Hace siete años viví una experiencia similar. Fui acuchillado y amarrado con el cable de un celular mientras los ladrones registraban la casa y seleccionaban lo que se llevarían. Recuerdo los gritos ensordecedores preguntando por una caja fuerte que no existía. El número de garabatos superaba con creces a las palabras. Afortunadamente los niños, de uno y dos años, dormían.

Imagino que el juez Carroza sintió algo parecido. Hay que vivir un asalto para entender lo que significa. La pérdida material no importa. Es la sensación, esa sensación de ultraje y sus consecuencias. Ver lo propio revuelto —la cama con sangre, la ropa esparcida, el clóset desordenado y el hogar vulnerado— es casi como una violación. El atentado contra el hogar, símbolo íntimo de lo propio, es algo muy fuerte. También lo es el miedo que a uno lo persigue.
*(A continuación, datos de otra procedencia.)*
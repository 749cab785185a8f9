// =========================================================
// Serveur GCMS — agrégation en matrice d'esquisse et
// estimation de fréquence.
//
// La matrice M est un quadrillage k×m de compteurs : la
// ligne est l'indice de fonction de hachage choisi par le
// client, la colonne le seau haché. Elle n'est mutée que par
// le serveur, après mélange : aucun accès concurrent.
//
// Estimateur non biaisé pour une requête q :
//   total = Σ_i M[i][h_i(q)]
//   q_prob = (p·(s−1) + (1−p)·s) / (m−1)
//   f̂(q) = (total − p·n/m − q_prob·n·(1 − 1/m))
//           / ((p − q_prob)·(1 − 1/m))
// =========================================================

use crate::crypto_error::CryptoError;
use crate::gcms::gcms_utils::{byte_length, deserialize_integers_from_bytes, hash_encode};
use crate::rsa_oaep::r_decrypt::r_decrypt::r_decrypt;
use crate::rsa_oaep::r_keygen::KeyPair;

pub struct GcmsServer {
    k: usize,
    m: usize,
    keypair: KeyPair,
    matrix: Vec<Vec<u64>>,
    m_bytes_length: usize,
    k_bytes_length: usize,
    n: usize,
}

impl GcmsServer {
    pub fn new(k: usize, m: usize, keypair: KeyPair) -> GcmsServer {
        GcmsServer {
            k,
            m,
            keypair,
            matrix: vec![vec![0u64; m]; k],
            m_bytes_length: byte_length(m),
            k_bytes_length: byte_length(k),
            n: 0,
        }
    }

    /// Déchiffre un lot de messages : rend (payloads, indices de hachage).
    ///
    /// Un échec de déchiffrement ou un plaintext mal formé remonte tel quel
    /// à l'appelant : aucune tentative de récupération.
    pub fn decrypt_message(
        &self,
        encrypted_messages: &[Vec<u8>],
    ) -> Result<(Vec<Vec<usize>>, Vec<usize>), CryptoError> {
        let mut hash_indexes = Vec::with_capacity(encrypted_messages.len());
        let mut plaintext_messages = Vec::with_capacity(encrypted_messages.len());

        for message in encrypted_messages {
            let decrypted_message =
                r_decrypt(message, &self.keypair.public_key, &self.keypair.secret_key)?;
            if decrypted_message.len() < self.k_bytes_length
                || (decrypted_message.len() - self.k_bytes_length) % self.m_bytes_length != 0
            {
                return Err(CryptoError::MalformedPayload);
            }
            let split = decrypted_message.len() - self.k_bytes_length;
            let hash_index = deserialize_integers_from_bytes(
                &decrypted_message[split..],
                self.k_bytes_length,
            )
            .first()
            .copied()
            .unwrap_or(0);
            let plaintext_message =
                deserialize_integers_from_bytes(&decrypted_message[..split], self.m_bytes_length);

            if hash_index >= self.k || plaintext_message.iter().any(|&v| v >= self.m) {
                return Err(CryptoError::MalformedPayload);
            }
            hash_indexes.push(hash_index);
            plaintext_messages.push(plaintext_message);
        }

        Ok((plaintext_messages, hash_indexes))
    }

    /// Incrémente la matrice d'esquisse avec un lot de payloads en clair.
    pub fn construct_sketch_matrix(
        &mut self,
        plaintext_messages: &[Vec<usize>],
        hash_indexes: &[usize],
    ) {
        debug_assert_eq!(plaintext_messages.len(), hash_indexes.len());
        self.n += plaintext_messages.len();
        for (payload, &row) in plaintext_messages.iter().zip(hash_indexes) {
            for &bucket in payload {
                self.matrix[row][bucket] += 1;
            }
        }
    }

    /// Estimateur de fréquence non biaisé pour `message`.
    pub fn estimate_frequency(&self, message: &str, p: f64, s: usize) -> f64 {
        let mut total_count = 0u64;
        for i in 0..self.k {
            let hash_result_i = hash_encode(message, i, self.m);
            total_count += self.matrix[i][hash_result_i];
        }
        let m = self.m as f64;
        let n = self.n as f64;
        let q_prob = (p * (s as f64 - 1.0) + (1.0 - p) * s as f64) / (m - 1.0);
        (total_count as f64 - p * n / m - q_prob * n * (1.0 - 1.0 / m))
            / ((p - q_prob) * (1.0 - 1.0 / m))
    }
}

// ============================================================================
// Tests unitaires
// ============================================================================
#[cfg(test)]
mod tests {
    use super::*;
    use crate::gcms::gcms_client::randomize_message;
    use crate::gcms::gcms_utils::GcmsParams;
    use crate::rsa_oaep::r_keygen::{PublicKey, SecretKey};
    use num_bigint::BigUint;

    // Paire de clés factice : les tests de l'esquisse n'utilisent jamais
    // le chemin chiffré
    fn dummy_keypair() -> KeyPair {
        KeyPair {
            public_key: PublicKey {
                n: BigUint::from(77u32),
                e: BigUint::from(65537u32),
            },
            secret_key: SecretKey {
                d: BigUint::from(1u32),
                p: BigUint::from(7u32),
                q: BigUint::from(11u32),
            },
        }
    }

    #[test]
    fn test_matrice_incrementee() {
        let mut server = GcmsServer::new(4, 16, dummy_keypair());
        server.construct_sketch_matrix(&[vec![3, 5], vec![5, 9]], &[0, 2]);
        assert_eq!(server.matrix[0][3], 1);
        assert_eq!(server.matrix[0][5], 1);
        assert_eq!(server.matrix[2][5], 1);
        assert_eq!(server.matrix[2][9], 1);
        assert_eq!(server.n, 2);
    }

    #[test]
    fn test_pipeline_chiffre_de_bout_en_bout() {
        use crate::gcms::gcms_client::on_device_ldp_algorithm;
        use crate::gcms::gcms_shuffler::shuffle;
        use crate::rsa_oaep::r_keygen::r_keygen::r_keygen;

        // Petits paramètres : payload de 17 octets, bloc OAEP de 128
        let (k, m, s, p) = (16usize, 256usize, 8usize, 0.5f64);
        let keypair = r_keygen(1024).unwrap();

        let data: Vec<Option<String>> = (0..20).map(|i| Some(format!("msg{}", i % 4))).collect();
        let batch = on_device_ldp_algorithm(k, m, &data, s, p, &keypair.public_key).unwrap();
        assert_eq!(batch.encrypted_messages.len(), 20);

        let shuffled = shuffle(&batch.encrypted_messages);
        let server = GcmsServer::new(k, m, keypair);
        let (plaintexts, hash_indexes) = server.decrypt_message(&shuffled).unwrap();

        // Après mélange, les multi-ensembles décodés coïncident avec l'état
        // pré-chiffrement du client
        let mut got: Vec<(usize, Vec<usize>)> =
            hash_indexes.into_iter().zip(plaintexts).collect();
        let mut expected: Vec<(usize, Vec<usize>)> = batch
            .hash_indexes
            .into_iter()
            .zip(batch.plaintext_messages)
            .collect();
        got.sort();
        expected.sort();
        assert_eq!(got, expected);
    }

    #[test]
    fn test_estimateur_converge_vers_la_frequence_vraie() {
        // Paramètres de référence du mécanisme ; 50 répétitions sur le
        // chemin pré-chiffrement (la randomisation client suffit, la
        // couche RSA n'influe pas sur l'estimateur)
        let params = GcmsParams {
            k: 1000,
            m: 1024,
            s: 56,
            p: 0.5,
        };
        let mut data: Vec<&str> = Vec::new();
        data.extend(std::iter::repeat("123").take(100));
        data.extend(std::iter::repeat("456").take(50));
        data.extend(std::iter::repeat("789").take(25));

        let bench_nums = 50;
        let mut estimates = Vec::with_capacity(bench_nums);
        for _ in 0..bench_nums {
            let mut server = GcmsServer::new(params.k, params.m, dummy_keypair());
            let mut payloads = Vec::new();
            let mut indexes = Vec::new();
            for message in &data {
                let (index, payload) =
                    randomize_message(params.k, params.m, message, params.s, params.p);
                indexes.push(index);
                payloads.push(payload);
            }
            server.construct_sketch_matrix(&payloads, &indexes);
            estimates.push(server.estimate_frequency("123", params.p, params.s));
        }
        let mean = estimates.iter().sum::<f64>() / bench_nums as f64;
        assert!(
            (80.0..=120.0).contains(&mean),
            "estimation moyenne {mean} hors de [80, 120]"
        );
    }
}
Recuerdo haber pasado meses despertando ante el más mínimo ruido o movimiento. Es por eso que muchas víctimas deciden cambiarse de casa. En nuestro caso decidimos quedarnos y enfrentar la situación. Mejoramos las condiciones de seguridad. Subimos los muros e instalamos focos, cámaras y otros mecanismos preventivos. Pero mientras avanzaban todos estos arreglos, pensaba que terminaríamos viviendo en una fortaleza más que en un hogar.

Actualmente vivimos en un barrio en Chapel Hill, una pequeña ciudad en Carolina del Norte, a sólo unos 15 minutos de la Universidad de Duke. Nuestra casa está en un barrio muy tranquilo. Aunque hay límites de propiedad, no hay rejas ni divisiones que separen a las casas. Tampoco hay muros que separen las casas de la calle. Lo público da paso a lo privado. La casa está a la vista. Y generalmente los garajes están abiertos, con las bicicletas y los juegos de los niños descansando sobre el antejardín. Uno puede salir y dejar la casa abierta. El auto puede quedar afuera, sin pestillo. Y los niños se pueden quedar en casa, sin riesgo alguno. Qué diferencia. Si hasta Santa Claus puede repartir sus regalos con calma y tranquilidad. En Chile, en cambio, hasta el Viejo Pascuero tiene que andarse con cuidado.